Seul son oncle avait été autorisé à être à ses côtés dans
ses derniers jours. Elève de 5e, il était assis avec
ses copains sur un banc d’une rue de Jebaliya, à côté de son
école. Une balle de mitrailleuse tirée depuis un char l’a
atteint. Il avait 10 ans.
Des
soldats de l’armée israélienne ont tué des enfants en
Cisjordanie également. L’enfant aux chevaux du nouveau camp
d’Askar, ils lui ont tiré une balle dans la tête. Il avait 14
ans quand il est mort en décembre dernier. Avec ses copains, il
lançait des pierres sur une jeep blindée qui passait près du
camp, non loin de Naplouse. Le conducteur de la jeep avait excité
les enfants, ralentissant puis redémarrant, ralentissant puis redémarrant,
jusqu’à ce qu’un soldat sorte de la jeep, vise l’enfant à
la tête et tire.
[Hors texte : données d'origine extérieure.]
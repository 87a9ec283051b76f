//! Session Authenticator: issues and validates bearer tokens for research IDs.

pub mod token;

use base64::engine::general_purpose::URL_SAFE_NO_PAD;
use base64::Engine;
use chrono::{DateTime, Duration, Utc};
use rusqlite::{params, OptionalExtension};
use serde::Serialize;
use sha2::{Digest, Sha256};

use crate::error::{VeraError, VeraResult};
use crate::store::identity::IdentityStore;
use crate::store::{research_pk, Database};
use crate::types::{ms_to_datetime, DisclaimerAck, Origin, SessionRecord};
pub use token::{secrets_match, TokenClaims, TokenError, TokenSigner};

pub const DEFAULT_DISCLAIMER_VERSION: &str = "1.0";

/// A freshly minted bearer token.
#[derive(Debug, Clone, PartialEq, Eq, Serialize)]
pub struct IssuedToken {
    pub token: String,
    pub research_id: String,
    pub issued_at: DateTime<Utc>,
    pub expires_at: DateTime<Utc>,
}

#[derive(Debug, Clone)]
pub struct SessionAuthenticator {
    db: Database,
    signer: TokenSigner,
    ttl: Duration,
}

/// Sessions store a digest of the bearer string, never the string itself.
fn token_digest(token: &str) -> String {
    URL_SAFE_NO_PAD.encode(Sha256::digest(token.as_bytes()))
}

impl SessionAuthenticator {
    pub fn new(db: Database, signer: TokenSigner, ttl: Duration) -> Self {
        Self { db, signer, ttl }
    }

    pub fn ttl(&self) -> Duration {
        self.ttl
    }

    pub fn issue_token(&self, research_id: &str, origin: &Origin) -> VeraResult<IssuedToken> {
        let conn = self.db.connect()?;
        let identity = IdentityStore::get_with(&conn, research_id)?
            .ok_or_else(|| VeraError::NotFound(format!("research ID {} not found", research_id)))?;
        if !identity.is_active {
            tracing::warn!(target: "vera::auth", research_id, "Login refused for deactivated research ID");
            return Err(VeraError::Forbidden("research ID is deactivated".into()));
        }

        let issued_at = Utc::now();
        let expires_at = issued_at + self.ttl;
        let claims = TokenClaims {
            sub: identity.research_id.clone(),
            jti: uuid::Uuid::new_v4().to_string(),
            iat: issued_at.timestamp(),
            exp: expires_at.timestamp(),
        };
        let token = self
            .signer
            .sign(&claims)
            .map_err(|e| VeraError::InvalidArgument(e.to_string()))?;

        let pk = research_pk(&conn, &identity.research_id)?
            .ok_or_else(|| VeraError::NotFound(format!("research ID {} not found", research_id)))?;
        let ts = issued_at.timestamp_millis();
        conn.execute(
            "INSERT INTO user_sessions (research_id_fk, token_id, session_token, created_at_ms, last_active_ms, ip_address, user_agent)
             VALUES (?1, ?2, ?3, ?4, ?4, ?5, ?6)",
            params![
                pk,
                claims.jti,
                token_digest(&token),
                ts,
                origin.ip_address,
                origin.user_agent
            ],
        )?;
        tracing::info!(
            target: "vera::auth",
            research_id = %identity.research_id,
            ip = origin.ip_address.as_deref().unwrap_or("-"),
            "Session issued"
        );

        Ok(IssuedToken {
            token,
            research_id: identity.research_id,
            issued_at,
            expires_at,
        })
    }

    /// Resolve a bearer token to its research ID.
    ///
    /// Cryptographic or expiry failures are `Unauthorized`; a deactivated
    /// identity is `Forbidden` even while its token is still unexpired.
    pub fn validate(&self, token: &str) -> VeraResult<String> {
        let now = Utc::now();
        let claims = self.signer.verify(token.trim(), now.timestamp()).map_err(|e| {
            tracing::debug!(target: "vera::auth", error = %e, "Token rejected");
            VeraError::Unauthorized("invalid or expired token".into())
        })?;

        let conn = self.db.connect()?;
        let identity = IdentityStore::get_with(&conn, &claims.sub)?
            .ok_or_else(|| VeraError::Unauthorized("invalid or expired token".into()))?;
        if !identity.is_active {
            return Err(VeraError::Forbidden("research ID is deactivated".into()));
        }

        conn.execute(
            "UPDATE user_sessions SET last_active_ms = MAX(last_active_ms, ?1) WHERE token_id = ?2",
            params![now.timestamp_millis(), claims.jti],
        )?;
        Ok(identity.research_id)
    }

    /// Claims of a token that passed validation; used to find its session row.
    pub fn claims(&self, token: &str) -> VeraResult<TokenClaims> {
        self.signer
            .verify(token.trim(), Utc::now().timestamp())
            .map_err(|_| VeraError::Unauthorized("invalid or expired token".into()))
    }

    pub fn session(&self, token_id: &str) -> VeraResult<Option<SessionRecord>> {
        let conn = self.db.connect()?;
        let row = conn
            .query_row(
                "SELECT s.token_id, r.research_id, s.created_at_ms, s.last_active_ms, s.ip_address, s.user_agent
                 FROM user_sessions s JOIN research_ids r ON r.id = s.research_id_fk
                 WHERE s.token_id = ?1",
                params![token_id],
                |r| {
                    Ok(SessionRecord {
                        token_id: r.get(0)?,
                        research_id: r.get(1)?,
                        created_at: ms_to_datetime(r.get(2)?),
                        last_active: ms_to_datetime(r.get(3)?),
                        ip_address: r.get(4)?,
                        user_agent: r.get(5)?,
                    })
                },
            )
            .optional()?;
        Ok(row)
    }

    pub fn record_disclaimer(
        &self,
        research_id: &str,
        ip_address: Option<&str>,
        version: Option<&str>,
    ) -> VeraResult<DisclaimerAck> {
        let version = version
            .map(str::trim)
            .filter(|v| !v.is_empty())
            .unwrap_or(DEFAULT_DISCLAIMER_VERSION);
        let conn = self.db.connect()?;
        let pk = research_pk(&conn, research_id)?
            .ok_or_else(|| VeraError::NotFound(format!("research ID {} not found", research_id)))?;
        let now = Utc::now();
        conn.execute(
            "INSERT INTO disclaimer_acknowledgments (research_id_fk, acknowledged_at_ms, ip_address, disclaimer_version)
             VALUES (?1, ?2, ?3, ?4)",
            params![pk, now.timestamp_millis(), ip_address, version],
        )?;
        tracing::info!(target: "vera::auth", research_id, version, "Disclaimer acknowledged");
        Ok(DisclaimerAck {
            research_id: research_id.to_string(),
            acknowledged_at: ms_to_datetime(now.timestamp_millis()),
            ip_address: ip_address.map(str::to_string),
            disclaimer_version: version.to_string(),
        })
    }
}
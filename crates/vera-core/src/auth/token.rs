//! Signed bearer tokens: `v1.<base64url(claims json)>.<base64url(hmac-sha256)>`.
//!
//! Verification is purely cryptographic; no session row is consulted.

use base64::engine::general_purpose::URL_SAFE_NO_PAD;
use base64::Engine;
use hmac::{Hmac, Mac};
use serde::{Deserialize, Serialize};
use sha2::Sha256;
use thiserror::Error;

type HmacSha256 = Hmac<Sha256>;

const TOKEN_VERSION_V1: &str = "v1";
const MAX_TOKEN_LEN: usize = 2048;

#[derive(Debug, Clone, PartialEq, Eq, Serialize, Deserialize)]
pub struct TokenClaims {
    /// Research ID the token was issued to.
    pub sub: String,
    /// Unique token id; keys the session row.
    pub jti: String,
    /// Issued-at, unix seconds.
    pub iat: i64,
    /// Expiry, unix seconds.
    pub exp: i64,
}

#[derive(Error, Debug, Clone, PartialEq, Eq)]
pub enum TokenError {
    #[error("malformed token: {0}")]
    Malformed(String),
    #[error("unsupported token version")]
    UnsupportedVersion,
    #[error("token signature mismatch")]
    BadSignature,
    #[error("token expired")]
    Expired,
}

#[derive(Clone)]
pub struct TokenSigner {
    secret: Vec<u8>,
}

impl std::fmt::Debug for TokenSigner {
    fn fmt(&self, f: &mut std::fmt::Formatter<'_>) -> std::fmt::Result {
        f.debug_struct("TokenSigner").finish_non_exhaustive()
    }
}

impl TokenSigner {
    pub fn new(secret: impl AsRef<[u8]>) -> Self {
        Self {
            secret: secret.as_ref().to_vec(),
        }
    }

    fn mac(&self) -> Result<HmacSha256, TokenError> {
        HmacSha256::new_from_slice(&self.secret).map_err(|e| TokenError::Malformed(e.to_string()))
    }

    pub fn sign(&self, claims: &TokenClaims) -> Result<String, TokenError> {
        let payload =
            serde_json::to_vec(claims).map_err(|e| TokenError::Malformed(e.to_string()))?;
        let payload_part = URL_SAFE_NO_PAD.encode(payload);
        let mut mac = self.mac()?;
        mac.update(TOKEN_VERSION_V1.as_bytes());
        mac.update(b".");
        mac.update(payload_part.as_bytes());
        let sig_part = URL_SAFE_NO_PAD.encode(mac.finalize().into_bytes());
        Ok(format!("{}.{}.{}", TOKEN_VERSION_V1, payload_part, sig_part))
    }

    /// Check signature and expiry against `now_secs`. Returns the claims on success.
    pub fn verify(&self, token: &str, now_secs: i64) -> Result<TokenClaims, TokenError> {
        if token.len() > MAX_TOKEN_LEN {
            return Err(TokenError::Malformed("token exceeds max length".into()));
        }
        let mut parts = token.split('.');
        let (version, payload_part, sig_part) = match (parts.next(), parts.next(), parts.next(), parts.next()) {
            (Some(v), Some(p), Some(s), None) if !p.is_empty() && !s.is_empty() => (v, p, s),
            _ => return Err(TokenError::Malformed("expected three dot-separated parts".into())),
        };
        if version != TOKEN_VERSION_V1 {
            return Err(TokenError::UnsupportedVersion);
        }

        let sig = URL_SAFE_NO_PAD
            .decode(sig_part)
            .map_err(|e| TokenError::Malformed(e.to_string()))?;
        let mut mac = self.mac()?;
        mac.update(version.as_bytes());
        mac.update(b".");
        mac.update(payload_part.as_bytes());
        mac.verify_slice(&sig).map_err(|_| TokenError::BadSignature)?;

        let payload = URL_SAFE_NO_PAD
            .decode(payload_part)
            .map_err(|e| TokenError::Malformed(e.to_string()))?;
        let claims: TokenClaims =
            serde_json::from_slice(&payload).map_err(|e| TokenError::Malformed(e.to_string()))?;

        if now_secs >= claims.exp {
            return Err(TokenError::Expired);
        }
        Ok(claims)
    }
}

/// Constant-time equality for shared secrets such as the admin password.
pub fn secrets_match(supplied: &str, expected: &str) -> bool {
    let tag = |value: &str| -> Option<HmacSha256> {
        let mut mac = HmacSha256::new_from_slice(expected.as_bytes()).ok()?;
        mac.update(value.as_bytes());
        Some(mac)
    };
    match (tag(supplied), tag(expected)) {
        (Some(supplied), Some(expected)) => supplied.verify_slice(&expected.finalize().into_bytes()).is_ok(),
        _ => false,
    }
}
Les chevaux de Jamil se retrouvent orphelins,
comme toute sa famille en deuil.
Et
qu’a fait le jeune Taha Aljawi, pas encore 17 ans, pour être tué ?
L’armée a prétendu qu’il avait essayé d’endommager la clôture
de fil de fer qui entoure le champ d’aviation abandonné d’Atarot ;
ses amis ont rapporté qu’ils jouaient au football et que Taha
était allé rechercher le ballon. Dans tous les cas, la réaction
des soldats fut prompte et ferme : une balle dans la jambe
l’a laissé perdre son sang pendant une longue heure de
souffrances, jusqu’à sa mort, étendu dans le fossé boueux du
bord de la route. Pas un mot de regret, pas un mot de condamnation
dans la bouche du porte-parole de l’armée israélienne, quand
nous nous sommes adressés à lui. Tirs à balles réelles, et
sans avertissement, sur des enfants sans armes qui ne mettaient
personne en danger.
Abir
Aramin était plus jeune encore : 11 ans seulement. Fille
d’un militant de l’organisation « Combattants pour la
paix », elle était sortie de son école à Anata, en
janvier dernier, et allait acheter des sucreries dans un magasin.
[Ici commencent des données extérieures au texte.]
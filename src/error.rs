use std::error::Error as StdError;
use std::fmt;
use std::io;
use std::path::Path;

use crate::safeint::ArithmeticError;

type Cause = Box<dyn StdError + Send + Sync + 'static>;

/// Classification of every failure the splitter can report.
#[derive(Clone, Copy, Debug, PartialEq, Eq, Hash)]
pub enum ErrorKind {
    InvalidArgument,
    SuffixExhausted,
    UnknownSize,
    IsDirectory,
    InsufficientSpace,
    ArithmeticOverflow,
    DivisionByZero,
    Io,
    Syntax,
}

impl ErrorKind {
    pub fn as_str(&self) -> &'static str {
        match self {
            ErrorKind::InvalidArgument => "invalid_argument",
            ErrorKind::SuffixExhausted => "suffix_exhausted",
            ErrorKind::UnknownSize => "unknown_size",
            ErrorKind::IsDirectory => "is_directory",
            ErrorKind::InsufficientSpace => "insufficient_space",
            ErrorKind::ArithmeticOverflow => "arithmetic_overflow",
            ErrorKind::DivisionByZero => "division_by_zero",
            ErrorKind::Io => "io",
            ErrorKind::Syntax => "syntax",
        }
    }
}

impl fmt::Display for ErrorKind {
    fn fmt(&self, f: &mut fmt::Formatter<'_>) -> fmt::Result {
        f.write_str(self.as_str())
    }
}

#[derive(Debug)]
pub struct SplitError {
    kind: ErrorKind,
    message: String,
    cause: Option<Cause>,
}

impl SplitError {
    pub fn new(kind: ErrorKind, message: impl Into<String>) -> Self {
        Self { kind, message: message.into(), cause: None }
    }

    pub fn with_cause<E>(kind: ErrorKind, message: impl Into<String>, cause: E) -> Self
    where
        E: StdError + Send + Sync + 'static,
    {
        Self { kind, message: message.into(), cause: Some(Box::new(cause)) }
    }

    pub fn kind(&self) -> ErrorKind {
        self.kind
    }

    pub fn message(&self) -> &str {
        &self.message
    }

    pub(crate) fn invalid_argument(message: impl Into<String>) -> Self {
        Self::new(ErrorKind::InvalidArgument, message)
    }

    pub(crate) fn io(action: &str, path: &Path, err: io::Error) -> Self {
        Self::with_cause(ErrorKind::Io, format!("failed to {}: {}", action, path.display()), err)
    }
}

impl fmt::Display for SplitError {
    fn fmt(&self, f: &mut fmt::Formatter<'_>) -> fmt::Result {
        match &self.cause {
            Some(cause) => write!(f, "{}: {}", self.message, cause),
            None => f.write_str(&self.message),
        }
    }
}

impl StdError for SplitError {
    fn source(&self) -> Option<&(dyn StdError + 'static)> {
        self.cause.as_deref().map(|c| c as &(dyn StdError + 'static))
    }
}

impl From<ArithmeticError> for SplitError {
    fn from(err: ArithmeticError) -> Self {
        let kind = match err {
            ArithmeticError::Overflow { .. } => ErrorKind::ArithmeticOverflow,
            ArithmeticError::DivisionByZero { .. } => ErrorKind::DivisionByZero,
        };
        Self::with_cause(kind, "arithmetic error", err)
    }
}

pub type Result<T> = std::result::Result<T, SplitError>;
pub mod input;
pub mod observer;
pub mod types;
mod chunk_file;
mod logic;

use std::path::{Path, PathBuf};

use crate::diskspace::{DiskSpaceGuard, FreeSpaceProbe};
use crate::error::{ErrorKind, Result, SplitError};
use crate::suffix::SuffixMode;
use crate::telemetry::{self};
use crate::telemetry::ctx::LogCtx;
use crate::telemetry::ops::split::{Phase as SplitPhase, Split};

use self::input::{Input, STDIN_SENTINEL};
use self::logic::Session;
use self::observer::{ChunkObserver, NoopObserver};
use self::types::SplitSummary;

/// Splits one input (a file path, or `-` for stdin) into `<prefix>aa`, `<prefix>ab`, ...
///
/// Chunks are written strictly in order, one open file at a time. An instance
/// holds per-invocation settings and is not meant to run overlapping splits.
pub struct Splitter {
    file_path: PathBuf,
    prefix: String,
    out_dir: PathBuf,
    suffix_mode: SuffixMode,
    elide_empty_files: bool,
    observer: Box<dyn ChunkObserver>,
    guard: DiskSpaceGuard,
}

impl Splitter {
    pub fn new(file_path: impl Into<PathBuf>, prefix: impl Into<String>) -> Self {
        Self {
            file_path: file_path.into(),
            prefix: prefix.into(),
            out_dir: PathBuf::from("."),
            suffix_mode: SuffixMode::Alphabetic,
            elide_empty_files: false,
            observer: Box::new(NoopObserver),
            guard: DiskSpaceGuard::default(),
        }
    }

    /// Directory the chunks are written to (default `.`).
    pub fn set_out_dir(&mut self, out_dir: impl Into<PathBuf>) {
        self.out_dir = out_dir.into();
    }

    pub fn set_numeric_suffix(&mut self, numeric: bool) {
        self.suffix_mode = if numeric { SuffixMode::Numeric } else { SuffixMode::Alphabetic };
    }

    /// Skip zero-byte chunks when splitting by number.
    pub fn set_elide_empty_files(&mut self, elide: bool) {
        self.elide_empty_files = elide;
    }

    pub fn set_observer(&mut self, observer: Box<dyn ChunkObserver>) {
        self.observer = observer;
    }

    pub fn set_probe(&mut self, probe: Box<dyn FreeSpaceProbe>) {
        self.guard = DiskSpaceGuard::new(probe);
    }

    /// Puts `n_lines` lines in each chunk. Every line is written with a `\n` terminator.
    pub fn by_lines(&mut self, n_lines: i64) -> Result<SplitSummary> {
        if n_lines <= 0 {
            return Err(SplitError::invalid_argument(format!("invalid number of lines: {}", n_lines)));
        }
        let log = telemetry::split();
        let _g = self.root_span(&log, "lines", n_lines).entered();

        let mut input = self.open_checked(&log)?;
        let mut session = Session::new(&self.out_dir, &self.prefix, self.suffix_mode, self.observer.as_mut(), &log);
        {
            let _w = log.span(&SplitPhase::WriteChunk).entered();
            logic::split_lines(&mut *input.reader, n_lines as u64, &mut session)?;
        }
        Ok(finish(&log, session))
    }

    /// Puts `n_bytes` bytes in each chunk; the last one may be shorter.
    pub fn by_bytes(&mut self, n_bytes: i64) -> Result<SplitSummary> {
        if n_bytes <= 0 {
            return Err(SplitError::invalid_argument(format!("invalid number of bytes: {}", n_bytes)));
        }
        let log = telemetry::split();
        let _g = self.root_span(&log, "bytes", n_bytes).entered();

        let mut input = self.open_checked(&log)?;
        let mut session = Session::new(&self.out_dir, &self.prefix, self.suffix_mode, self.observer.as_mut(), &log);
        {
            let _w = log.span(&SplitPhase::WriteChunk).entered();
            logic::split_bytes(&mut *input.reader, n_bytes as u64, &mut session)?;
        }
        Ok(finish(&log, session))
    }

    /// Splits a regular file into `n_chunks` files of near-equal size.
    pub fn by_number(&mut self, n_chunks: i64) -> Result<SplitSummary> {
        if n_chunks <= 0 {
            return Err(SplitError::invalid_argument(format!("invalid number of chunks: {}", n_chunks)));
        }
        if self.file_path == Path::new(STDIN_SENTINEL) {
            return Err(SplitError::new(ErrorKind::UnknownSize, "cannot determine file size of standard input"));
        }
        let log = telemetry::split();
        let _g = self.root_span(&log, "number", n_chunks).entered();

        let mut input = self.open_checked(&log)?;
        let Some(size) = input.size else {
            return Err(SplitError::new(
                ErrorKind::UnknownSize,
                format!("cannot determine file size: {}", self.file_path.display()),
            ));
        };
        let mut session = Session::new(&self.out_dir, &self.prefix, self.suffix_mode, self.observer.as_mut(), &log);
        {
            let _w = log.span(&SplitPhase::WriteChunk).entered();
            logic::split_number(&mut *input.reader, size, n_chunks as u64, self.elide_empty_files, &mut session)?;
        }
        Ok(finish(&log, session))
    }

    fn root_span(&self, log: &LogCtx<Split>, policy: &str, count: i64) -> tracing::Span {
        log.root_span_kv([
            ("policy", policy.to_string()),
            ("count", count.to_string()),
            ("input", self.file_path.display().to_string()),
            ("prefix", self.prefix.clone()),
            ("out_dir", self.out_dir.display().to_string()),
            ("suffix", format!("{:?}", self.suffix_mode)),
            ("elide_empty", self.elide_empty_files.to_string()),
        ])
    }

    /// Opens the input and runs the free-space preflight for sized inputs.
    fn open_checked(&self, log: &LogCtx<Split>) -> Result<Input> {
        if self.prefix.is_empty() {
            return Err(SplitError::invalid_argument("prefix must not be empty"));
        }
        let input = {
            let _s = log.span(&SplitPhase::OpenInput).entered();
            Input::open(&self.file_path)?
        };
        if let Some(size) = input.size {
            let _s = log.span(&SplitPhase::Preflight).entered();
            self.guard.check(&self.out_dir, size)?;
        }
        Ok(input)
    }
}

fn finish(log: &LogCtx<Split>, session: Session<'_>) -> SplitSummary {
    let summary = session.into_summary();
    log.totals(summary.len(), summary.total_bytes());
    summary
}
Depuis une jeep de garde-frontière, une arme a été brandie, les
garde-frontière ont ouvert le feu et l’ont tuée. Bassam, son père,
nous avait dit alors, les yeux mouillés et la voix étranglée :
« Je me suis dit que je ne voulais pas me venger. La
vengeance serait que ce ‘héros’ que ma fille a ’mis en
danger’ et qui a tiré sur elle, comparaisse en justice ».
Mais il n’y aura pas de procès : il y a quelques jours,
les autorités ont annoncé la fermeture du dossier. Les
garde-frontière se sont comportés comme il faut. « Je ne
vais pas exploiter le sang de ma fille à des fins politiques.
C’est l’appel d’un homme. Je ne perdrai pas mon cerveau
parce que j’ai perdu mon cœur », nous a encore dit ce père
en deuil dont de nombreux amis sont israéliens.
A
Naplouse, nous avons rapporté l’emploi qui était fait
d’enfants comme boucliers humains, la « procédure du
voisin », avec une fillette de 11 ans, un garçon de 12 ans
et un adolescent de 15 ans. Qu’en est-il alors de
l’interdiction prononcée par la Cour suprême ? A Kafr Ayn,
nous avons rapporté la mort du petit Khaled dont les parents,
Sana et Daoud Pakiah, avaient tenté de transporter d’urgence à
l’hôpital, au milieu de la nuit, à une heure où il est
interdit aux bébés palestiniens de tomber malade. Le bébé était
mort à un barrage. Bingo également au village des martyrs, le
village d’Al-Shuhada, au sud de Jénine : Ahmed Asasa y
avait fui les soldats qui étaient entrés dans le village, en
mars. Un tireur d’élite l’avait visé dans sa fuite, une
balle dans le cou. 15 ans.
Boushra
Bargis n’est même pas sortie de chez elle. Fin avril, elle se
préparait pour l’examen de fin d’études de langue, ses
cahiers à la main, allant et venant dans sa chambre, dans le camp
de réfugiés de Jénine, tôt dans la soirée, et le tireur d’élite
a tiré sur elle, de loin, une balle au milieu du front. Ses
cahiers ensanglantés, parchemins de sang, restent comme ultime
souvenir d’elle.
Et
des fœtus ? Des fœtus aussi. Une balle dans le dos de Maha
Katouni, une femme au septième mois de grossesse qui s’était
levée pour protéger ses enfants, chez elle, et la balle est entrée
dans la tête du bébé qu’elle portait et l’a fracassée à
l’intérieur de son utérus. A l’hôpital Rafidya de Naplouse,
la mère blessée et en deuil était alitée, reliée à des
tuyaux. Daoud est le nom qu’elle comptait donner à son fils qui
n’est pas né. Le meurtrier d’un fœtus est-il un meurtrier ?
Et quel âge avait la victime ? D’une manière ou d’une
autre, c’était le plus jeune des nombreux enfants qu’Israël
a tués au cours de l’année écoulée. Bonne année.